60

I am developing the UI for a .NET MVC application that will require international localization of all content in the near future. I am very familiar with .NET in general but have never had a project that required such a significant focus on international accessibility.

The projected is initially being done in English. What measures should I take at this point to make it easier to implement localization in the future?

52

Some basic things you should take into account:

Externalize all string resources

All your resources should be contained in external files that can be handed off for localization. Don't forget about error messages, if you want these localized too.

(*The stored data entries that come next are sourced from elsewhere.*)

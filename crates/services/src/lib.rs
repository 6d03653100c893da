//! Backing services for the barpark view-models.
//!
//! Each concern is an `async_trait` so a networked client can replace the
//! in-memory stand-ins shipped here:
//!
//! - [`ReviewService`], [`EventService`], [`PhotoService`], [`ParkService`]:
//!   per-park CRUD over a shared canonical store.
//! - [`CalendarClient`]: third-party calendar integration for event RSVPs.
//! - [`PhotoStore`]: durable storage for uploaded image bytes.
//! - [`SettingsStore`]: persisted dashboard module preferences.
//!
//! Every in-memory implementation routes its calls through a
//! [`Simulation`], which adds latency and injects failures.

pub mod calendar;
pub mod error;
pub mod event;
pub mod park;
pub mod photo;
pub mod photo_store;
pub mod review;
pub mod seed;
pub mod settings;
pub mod simulation;

pub use calendar::{CalendarClient, InMemoryCalendar};
pub use error::ServiceError;
pub use event::{EventService, InMemoryEventService};
pub use park::{InMemoryParkService, ParkService};
pub use photo::{InMemoryPhotoService, PhotoService};
pub use photo_store::{LocalPhotoStore, PhotoStore};
pub use review::{InMemoryReviewService, ReviewService};
pub use settings::{InMemorySettingsStore, JsonSettingsStore, SettingsStore};
pub use simulation::{FaultInjector, Operation, Simulation};
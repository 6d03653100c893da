//! `barpark` application wiring: configuration and the scripted demo that
//! drives the view-models against the seeded in-memory services.

pub mod config;
pub mod demo;

pub use config::{AppConfig, ConfigError, LogFormat};
pub use demo::DemoReport;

Allow sufficient space for string expansion

Strings in some languages tend to be up to 30% longer (like Greek) for example, so ensure that you design your UI in such a way so that strings can expand if necessary. Here's a rather extreme example for French:

Ok -> Accepter (French - 400% expansion)

I'd recommend doing some kind of pseudo translation as a starting point (http://en.wikipedia.org/wiki/Pseudolocalization). Or you could translate your resources via Google Translate or Bing. This will give you a good indication of what actual translations will look like.

Watch out for text in images

If you use any images in your application - ensure they don't contain any text - this obviously cannot be translated.

Never hardcode any paths to Windows folders

Obvious, but I've seen it in the past. For example, C:\Program Files is translated on some international versions of Windows, e.g. it's C:\Programme on a German OS.

Avoid using locale specific terms

For example, if you ask someone for their 'High School' on a form, this has little meaning in western Europe.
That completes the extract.